Узнал только, что кленов на земле не менее ста пятидесяти видов. Июльским
днем я, кирпично-каменный, горожанин, дитя булыжной мостовой Напрудного
переулка, прошел бы мимо него, головы не повернув. Это весной клен удивил
меня своей нездешностью.
На самой Сретенке деревьев нет. Сретенка, как известно, единственная
старая улица в Москве, почти не имеющая ворот. На ней с конца восемнадцатого
века, когда разлился и разгулялся Сухаревский рынок, было так тесно домам
торговых людей, что ни воротам, ни деревьям места не оставалось. А в
переулках деревья росли. Переулки тут - семь на запад, вниз, к Цветному
бульвару и к Трубе, девять на восток, к Костянскому, - тоже одни из немногих
в Москве сохранившие свои изгибы и течения со времен Ивана Грозного. На них
веками стояли чуть ли не деревенские избы с огородами. Но теперь и в
сретенских переулках камень взял свое, и здесь не везде есть ворота и дворы,
а коли есть, это чаще всего дворы проходные, земля в них придавлена
асфальтом. Однако шампиньоны рассекают в Москве и асфальты. И камень не смог
совсем извести напоминания о чащобах земли вятичей. Пусть даже клен,
пламенеющий веснами в Головине, был не из тех чащоб...

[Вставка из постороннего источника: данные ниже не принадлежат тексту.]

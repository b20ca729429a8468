use crate::analysis::metrics::PriceSummary;
use crate::domain::analysis::{
    AnalysisResult, Confidence, Recommendation, RiskLevel, MAX_KEY_POINTS,
};
use crate::llm::json;
use regex::Regex;
use std::sync::OnceLock;

/// Outcome of reading a model reply.
#[derive(Debug, Clone, PartialEq)]
pub enum Interpretation {
    /// The reply contained a JSON object that satisfied the analysis contract.
    Structured(AnalysisResult),
    /// No usable JSON object; fields were mined from free text.
    Heuristic(AnalysisResult),
}

pub fn interpret(text: &str, summary: &PriceSummary) -> Interpretation {
    match json::parse_analysis(text) {
        Ok(result) => Interpretation::Structured(result),
        Err(err) => {
            tracing::debug!(error = %err, "structured decode failed; using text heuristics");
            Interpretation::Heuristic(heuristic(text, summary))
        }
    }
}

/// Builds a result from free text. Risk comes from the measured volatility,
/// never from the text.
pub fn heuristic(text: &str, summary: &PriceSummary) -> AnalysisResult {
    let recommendation = find_recommendation(text);
    let confidence = find_confidence(text);
    let risk_level = RiskLevel::from_volatility(summary.volatility);

    let mut key_points = find_bullets(text);
    if key_points.is_empty() {
        key_points = vec![
            format!("30-day price change: {:.2}%", summary.price_change_30d),
            format!("Volatility level: {:.2}%", summary.volatility),
            format!("AI recommendation: {recommendation}"),
        ];
    }

    AnalysisResult {
        analysis: text.to_string(),
        recommendation,
        confidence,
        risk_level,
        key_points,
    }
}

const RECOMMENDATION_PATTERN: &str = r"(?i)\b(BUY|SELL|HOLD)\b";
const CONFIDENCE_PATTERN: &str = r"(?i)confidence[:\s]+(\d+)";

type CompiledPattern = OnceLock<Result<Regex, regex::Error>>;

/// Compiles `pattern` once. A compile failure is logged on every use and the
/// extractor falls back to its default.
fn compiled(cell: &'static CompiledPattern, pattern: &'static str) -> Option<&'static Regex> {
    match cell.get_or_init(|| Regex::new(pattern)) {
        Ok(re) => Some(re),
        Err(err) => {
            tracing::error!(pattern, error = %err, "heuristic pattern failed to compile");
            None
        }
    }
}

fn recommendation_re() -> Option<&'static Regex> {
    static RE: CompiledPattern = OnceLock::new();
    compiled(&RE, RECOMMENDATION_PATTERN)
}

fn confidence_re() -> Option<&'static Regex> {
    static RE: CompiledPattern = OnceLock::new();
    compiled(&RE, CONFIDENCE_PATTERN)
}

/// First whole-word BUY/SELL/HOLD, any case. Defaults to HOLD.
pub fn find_recommendation(text: &str) -> Recommendation {
    recommendation_re()
        .and_then(|re| re.find(text))
        .and_then(|m| Recommendation::parse(m.as_str()))
        .unwrap_or_default()
}

/// Integer following "confidence", clamped to 100. Defaults to 50.
pub fn find_confidence(text: &str) -> Confidence {
    confidence_re()
        .and_then(|re| re.captures(text))
        .and_then(|c| c.get(1))
        .map(|m| match m.as_str().parse::<u64>() {
            Ok(n) => Confidence::from_u64(n),
            // Too many digits for u64 is still "more than 100".
            Err(_) => Confidence::new(100),
        })
        .unwrap_or_default()
}

/// Up to five lines that start with `-` or `•`, marker stripped.
pub fn find_bullets(text: &str) -> Vec<String> {
    text.lines()
        .filter_map(|line| {
            let line = line.trim_start();
            let rest = line
                .strip_prefix('-')
                .or_else(|| line.strip_prefix('•'))?;
            let item = rest.trim();
            (!item.is_empty()).then(|| item.to_string())
        })
        .take(MAX_KEY_POINTS)
        .collect()
}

Но что я пришел к нему? И что стоял возле него?
Не взглядом естествоиспытателя смотрел я на клен. Вовсе не был намерен
исследовать, предположим, какие у головинского клена листья - цельные,
супротивные либо перисто-сложные. Не делился он для меня на составные -
корень, штамб, ствол, крона, ветви, листья. "Далекие фигуры - все без ртов,
далекие деревья - без ветвей. Далекие вершины - без камней: они, как брови,
тонки, неясны. Далекие теченья - без волны: они - в высотах, с тучами равны.
Такое в этом откровенье!" - сказал в восьмом веке мудрец и художник. Но для
меня сейчас и близкое дерево было без ветвей. Оно стало важным для меня в
своей живой цельности. Важным стало и то, что я стоял перед живым существом.

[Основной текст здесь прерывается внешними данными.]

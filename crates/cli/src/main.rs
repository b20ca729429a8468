use clap::{Parser, Subcommand};
use std::sync::Arc;
use tracing_subscriber::EnvFilter;
use tracing_subscriber::{layer::SubscriberExt, util::SubscriberInitExt};

use stocklens_core::analysis::{self, Analyzer};
use stocklens_core::domain::request::AnalysisRequest;
use stocklens_core::llm::gemini::GeminiClient;
use stocklens_core::market::alpha_vantage::AlphaVantageClient;
use stocklens_core::market::{fetch_stock_data, MarketDataProvider, OutputSize};

mod report;

#[derive(Debug, Parser)]
#[command(name = "stocklens_cli")]
struct Args {
    #[command(subcommand)]
    command: Command,
}

#[derive(Debug, Subcommand)]
enum Command {
    /// Find symbols by company name or ticker fragment.
    Search { query: String },

    /// Fetch each symbol and print a buy/hold/sell analysis.
    Analyze {
        #[arg(required = true)]
        symbols: Vec<String>,

        /// Print the analysis as JSON.
        #[arg(long)]
        json: bool,

        /// Skip the language model and use technical indicators only.
        #[arg(long)]
        offline: bool,

        /// Fetch the full daily history instead of the last ~100 sessions.
        #[arg(long)]
        full: bool,
    },
}

#[tokio::main]
async fn main() -> anyhow::Result<()> {
    dotenvy::dotenv().ok();

    let settings = stocklens_core::config::Settings::from_env()?;
    let _sentry_guard = init_sentry(&settings);

    tracing_subscriber::registry()
        .with(EnvFilter::from_default_env())
        .with(tracing_subscriber::fmt::layer().with_writer(std::io::stderr))
        .with(sentry_tracing::layer())
        .init();

    let args = Args::parse();
    let market = AlphaVantageClient::from_settings(&settings)?;

    match args.command {
        Command::Search { query } => {
            let matches = market.search_symbols(query.trim()).await?;
            print!("{}", report::render_matches(&matches));
        }
        Command::Analyze {
            symbols,
            json,
            offline,
            full,
        } => {
            let size = if full {
                OutputSize::Full
            } else {
                OutputSize::Compact
            };
            let analyzer = if offline {
                None
            } else {
                match GeminiClient::from_settings(&settings) {
                    Ok(client) => Some(Analyzer::from_env(Arc::new(client))),
                    Err(err) => {
                        tracing::warn!(error = %err, "LLM client unavailable; running offline");
                        None
                    }
                }
            };

            let mut failures = 0usize;
            // Serial; the shared throttle spaces every provider call anyway.
            for symbol in &symbols {
                if let Err(err) = analyze_symbol(&market, analyzer.as_ref(), symbol, size, json).await {
                    sentry_anyhow::capture_anyhow(&err);
                    tracing::error!(%symbol, error = %err, "analysis failed");
                    failures += 1;
                }
            }
            anyhow::ensure!(
                failures == 0,
                "{failures} of {} symbols could not be analyzed",
                symbols.len()
            );
        }
    }

    Ok(())
}

async fn analyze_symbol(
    market: &dyn MarketDataProvider,
    analyzer: Option<&Analyzer>,
    symbol: &str,
    size: OutputSize,
    json: bool,
) -> anyhow::Result<()> {
    let data = fetch_stock_data(market, symbol, size)
        .await?
        .ok_or_else(|| anyhow::anyhow!("stock not found or API limit reached"))?;

    let request = AnalysisRequest {
        symbol: Some(data.quote.symbol.clone()),
        current_price: Some(data.quote.current_price),
        historical_data: Some(data.historical_data),
        company_info: data.company,
    }
    .validate()?;

    let analysis = match analyzer {
        Some(analyzer) => analyzer.analyze_validated(&request).await,
        None => analysis::offline(&request),
    };

    if json {
        println!("{}", serde_json::to_string_pretty(&analysis)?);
    } else {
        print!("{}", report::render_analysis(&request.symbol, &analysis));
    }
    Ok(())
}

fn init_sentry(settings: &stocklens_core::config::Settings) -> Option<sentry::ClientInitGuard> {
    let dsn = settings.sentry_dsn.as_deref()?;
    Some(sentry::init((
        dsn,
        sentry::ClientOptions {
            release: sentry::release_name!(),
            ..Default::default()
        },
    )))
}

Понятно, что любое растение и есть живое существо. Однако оно живое само по
себе, а не для тебя. Оно - среда, в которой живой - ты. В особенности когда
деревьев, трав, цветов вокруг тебя множество. В лесу. Или даже у нас в
Останкине. Тебе среди них хорошо. Или просто покойно. И ладно. Здесь же
множества не было. Дерево - как и три его соседа - стояло в камнях. Со мной
на равных. И жило. Будто некое поле тихого интереса или даже доверия
возникло между нами. Будто и сигналы неясные принимал я сейчас. Или услышал
музыку. То есть, возможно, сигналы и были музыкальные. И светлое звучало в
них, и тревога, и будто просьба о чем-то, и будто смиренная подсказка... Я
вспомнил о Любови Николаевне. "Вот, - подумал я, - весной клен был красный и
осенью снова будет красный, и багровый, и желтый... Может, и он ищет
наиболее верное воплощение своей сути и своей натуры, как искала свое
воплощение Любовь Николаевна? Может, и она, как часть природы, родственна
сретенскому клену и душой они близкие?.. Что за чушь! - поставил я себя
сейчас же на место. - Какая она часть природы! И какая у нее и у этого
дерева может быть душа?"
Я вернулся на Сретенку. Сердился: "Да отстанет хоть когда-нибудь от нас
эта Любовь Николаевна? Волю нам она дала, а в память нашу, выходит,
вцепилась?.." И тут же пропала Любовь Николаевна из моих соображений.
Но вдруг живыми существами стали представляться мне дома на Сретенке.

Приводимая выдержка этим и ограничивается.